O processo no Brasil não é de todo diferente, mas temos nossas "jabuticabas": um debate ainda não resolvido sobre o nível da meta de inflação bagunçando as expectativas do mercado; duvidas ainda grandes sobre a questão fiscal (agora nem tanto sobre a intenção de fazer o ajuste, mas sobre a capacidade de entregar e executar o plano anunciado); e uma ainda não bem resolvida convivência entre um governo de esquerda e um banco central autônomo constituído por um governo de direita.
Mas é inegável que, comparado com os riscos MMTistas do início do ano, estamos em um lugar muito melhor, com a questão fiscal muito melhor encaminhada, o que deve levar nosso ainda inflexível Banco Central a cortar a Selic em breve. Simplesmente não há argumento técnico para não calibrar o grau de aperto monetário de forma dinâmica na medida que o processo desinflacionário se consolida no tempo.
Obrigado Tony. Gostaria saber quais são os fatores e interesses principais que estejam tomando partido contra as intenções do governo Brasileiro fazer um ajuste fiscal.
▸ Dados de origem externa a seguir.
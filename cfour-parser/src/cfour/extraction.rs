//! Field extraction
//!
//! Once a region tree is bounded, every region is handed to the [`Extractor`] registered
//! for its [`RegionKind`]. An extractor reads the region's raw lines (and the capture
//! groups of its start marker) and returns the fields it found; the dispatcher merges
//! them into the region. Extractors never touch other regions.
//!
//! ## Failure handling
//!
//! - a line that does not parse is skipped through [`ExtractContext::skip_line`], which
//!   reports a `FieldParseFailure` and lets the extractor carry on with the next line
//! - a shape inconsistency found while extracting is reported with
//!   [`ExtractContext::mismatch`] and flags the region `ok = false` once the extractor
//!   returns, keeping whatever data it produced
//! - an `Err` from the extractor is reported, flags the region, and leaves its data empty
//!
//! None of these affect sibling or parent regions.

pub mod columns;
pub mod convergence;

use super::data::DataMap;
use super::diagnostics::{Diagnostic, DiagnosticKind, DiagnosticSink, Severity};
use super::error::ParseError;
use super::region::{Region, RegionKind};
use std::collections::HashMap;

/// Per-call state handed to an extractor.
pub struct ExtractContext<'a> {
    program: &'a str,
    sink: &'a mut dyn DiagnosticSink,
    degraded: bool,
    skipped: usize,
}

impl<'a> ExtractContext<'a> {
    pub fn new(program: &'a str, sink: &'a mut dyn DiagnosticSink) -> Self {
        Self {
            program,
            sink,
            degraded: false,
            skipped: 0,
        }
    }

    /// Report an unparsable data line at relative position `rel` of `region`.
    pub fn skip_line(&mut self, region: &Region, rel: usize, message: impl Into<String>) {
        self.skipped += 1;
        self.sink.emit(Diagnostic::new(
            DiagnosticKind::FieldParseFailure,
            self.program,
            region.absolute(rel),
            message,
        ));
    }

    /// Report a shape inconsistency; the region will be flagged `ok = false`.
    pub fn mismatch(&mut self, line: usize, message: impl Into<String>) {
        self.degraded = true;
        self.sink.emit(
            Diagnostic::new(DiagnosticKind::StructuralMismatch, self.program, line, message)
                .with_severity(Severity::Warning),
        );
    }

    /// Report an error without giving up on the region.
    pub fn report(&mut self, error: &ParseError) {
        self.sink.emit(Diagnostic::from_error(error, self.program));
    }

    /// Flag the region `ok = false` without emitting anything.
    pub fn degrade(&mut self) {
        self.degraded = true;
    }

    pub fn is_degraded(&self) -> bool {
        self.degraded
    }

    /// Number of lines skipped so far.
    pub fn skipped(&self) -> usize {
        self.skipped
    }
}

/// Turns the raw lines of one region kind into data.
pub trait Extractor: Send + Sync {
    fn extract(&self, region: &Region, cx: &mut ExtractContext<'_>) -> Result<DataMap, ParseError>;
}

impl<F> Extractor for F
where
    F: Fn(&Region, &mut ExtractContext<'_>) -> Result<DataMap, ParseError> + Send + Sync,
{
    fn extract(&self, region: &Region, cx: &mut ExtractContext<'_>) -> Result<DataMap, ParseError> {
        self(region, cx)
    }
}

/// Extractors keyed by the region kind they handle.
#[derive(Default)]
pub struct ExtractorRegistry {
    extractors: HashMap<RegionKind, Box<dyn Extractor>>,
}

impl ExtractorRegistry {
    pub fn new() -> Self {
        Self::default()
    }

    /// Register `extractor` for `kind`, replacing any previous one.
    pub fn register<E: Extractor + 'static>(&mut self, kind: RegionKind, extractor: E) {
        self.extractors.insert(kind, Box::new(extractor));
    }

    pub fn get(&self, kind: RegionKind) -> Option<&dyn Extractor> {
        self.extractors.get(&kind).map(|e| e.as_ref())
    }

    pub fn contains(&self, kind: RegionKind) -> bool {
        self.extractors.contains_key(&kind)
    }

    /// Registered kinds, sorted.
    pub fn kinds(&self) -> Vec<RegionKind> {
        let mut kinds: Vec<_> = self.extractors.keys().copied().collect();
        kinds.sort();
        kinds
    }

    /// Run the extractor of `region` and of every descendant, parents first.
    pub fn extract_tree(&self, region: &mut Region, program: &str, sink: &mut dyn DiagnosticSink) {
        self.extract_one(region, program, sink);
        for child in region.sections.iter_mut() {
            self.extract_tree(child, program, sink);
        }
    }

    fn extract_one(&self, region: &mut Region, program: &str, sink: &mut dyn DiagnosticSink) {
        let Some(extractor) = self.get(region.kind) else {
            return;
        };
        let mut cx = ExtractContext::new(program, sink);
        match extractor.extract(region, &mut cx) {
            Ok(data) => {
                let degraded = cx.is_degraded();
                tracing::debug!(
                    program,
                    region = %region.name,
                    fields = data.len(),
                    skipped = cx.skipped(),
                    "extracted fields"
                );
                region.merge_data(data);
                if degraded {
                    region.mark_failed();
                }
            }
            Err(err) => {
                cx.report(&err);
                region.mark_failed();
            }
        }
    }
}

impl std::fmt::Debug for ExtractorRegistry {
    fn fmt(&self, f: &mut std::fmt::Formatter<'_>) -> std::fmt::Result {
        f.debug_struct("ExtractorRegistry")
            .field("kinds", &self.kinds())
            .finish()
    }
}

#[cfg(test)]
mod tests {
    use super::*;
    use crate::cfour::data::{record, Value};

    fn region(kind: RegionKind, texts: &[&str]) -> Region {
        Region::new(
            kind.name(),
            kind,
            5,
            texts.iter().map(|s| s.to_string()).collect(),
        )
    }

    fn count_lines(region: &Region, _cx: &mut ExtractContext<'_>) -> Result<DataMap, ParseError> {
        Ok(record([("lines", Value::from(region.len()))]))
    }

    fn always_fails(region: &Region, _cx: &mut ExtractContext<'_>) -> Result<DataMap, ParseError> {
        Err(ParseError::precondition(region.start, "header missing"))
    }

    fn odd_shape(region: &Region, cx: &mut ExtractContext<'_>) -> Result<DataMap, ParseError> {
        cx.mismatch(region.start, "odd shape");
        Ok(record([("partial", Value::from(1_i64))]))
    }

    fn bad_second_row(region: &Region, cx: &mut ExtractContext<'_>) -> Result<DataMap, ParseError> {
        cx.skip_line(region, 1, "bad row");
        Ok(DataMap::new())
    }

    #[test]
    fn test_dispatch_by_kind() {
        let mut registry = ExtractorRegistry::new();
        registry.register(RegionKind::Qcomp, count_lines);

        let mut program = region(RegionKind::Program, &["a", "b", "c"]);
        let child = program.slice("qcomp", RegionKind::Qcomp, 1, 2).unwrap();
        program.sections.push(child);

        let mut diagnostics: Vec<Diagnostic> = Vec::new();
        registry.extract_tree(&mut program, "xjoda", &mut diagnostics);
        assert!(program.data.is_empty());
        assert_eq!(program.sections[0].data.get("lines"), Some(&Value::Integer(2)));
        assert!(program.sections[0].is_ok());
    }

    #[test]
    fn test_error_flags_only_that_region() {
        let mut registry = ExtractorRegistry::new();
        registry.register(RegionKind::Qcomp, always_fails);
        registry.register(RegionKind::ScfEnergy, count_lines);

        let mut program = region(RegionKind::Program, &["a", "b", "c"]);
        let failing = program.slice("qcomp", RegionKind::Qcomp, 0, 0).unwrap();
        let fine = program.slice("scf energy", RegionKind::ScfEnergy, 1, 2).unwrap();
        program.sections.extend([failing, fine]);

        let mut diagnostics: Vec<Diagnostic> = Vec::new();
        registry.extract_tree(&mut program, "xjoda", &mut diagnostics);
        assert!(!program.sections[0].is_ok());
        assert!(program.sections[0].data.is_empty());
        assert!(program.sections[1].is_ok());
        assert!(program.is_ok());
        assert_eq!(diagnostics.len(), 1);
        assert_eq!(diagnostics[0].kind, DiagnosticKind::FatalPrecondition);
        assert_eq!(diagnostics[0].line, 5);
    }

    #[test]
    fn test_mismatch_keeps_data_and_degrades() {
        let mut registry = ExtractorRegistry::new();
        registry.register(RegionKind::Qcomp, odd_shape);
        let mut qcomp = region(RegionKind::Qcomp, &["x"]);
        let mut diagnostics: Vec<Diagnostic> = Vec::new();
        registry.extract_tree(&mut qcomp, "xjoda", &mut diagnostics);
        assert!(!qcomp.is_ok());
        assert_eq!(qcomp.data.len(), 1);
    }

    #[test]
    fn test_skipped_lines_do_not_degrade() {
        let mut registry = ExtractorRegistry::new();
        registry.register(RegionKind::Qcomp, bad_second_row);
        let mut qcomp = region(RegionKind::Qcomp, &["x", "y"]);
        let mut diagnostics: Vec<Diagnostic> = Vec::new();
        registry.extract_tree(&mut qcomp, "xjoda", &mut diagnostics);
        assert!(qcomp.is_ok());
        assert_eq!(diagnostics[0].line, 6);
        assert_eq!(diagnostics[0].kind, DiagnosticKind::FieldParseFailure);
    }
}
São principalmente ideológicos e reacionárias (tipo estou contra a reforma, e sempre será por que ele é "de direta") ou política e práctica (tipo meu estado, indústria ou grupo vai perder recursos que pudessem minar as bases do meu poder ou programa público ou privado). Quando um ajuste finalmeente está traçado em projetos de lei e decretos, quais políticas vão enfrentar o maior resistência e risco de ser afroxadas, colocando a eficâcia da reforma em cheque?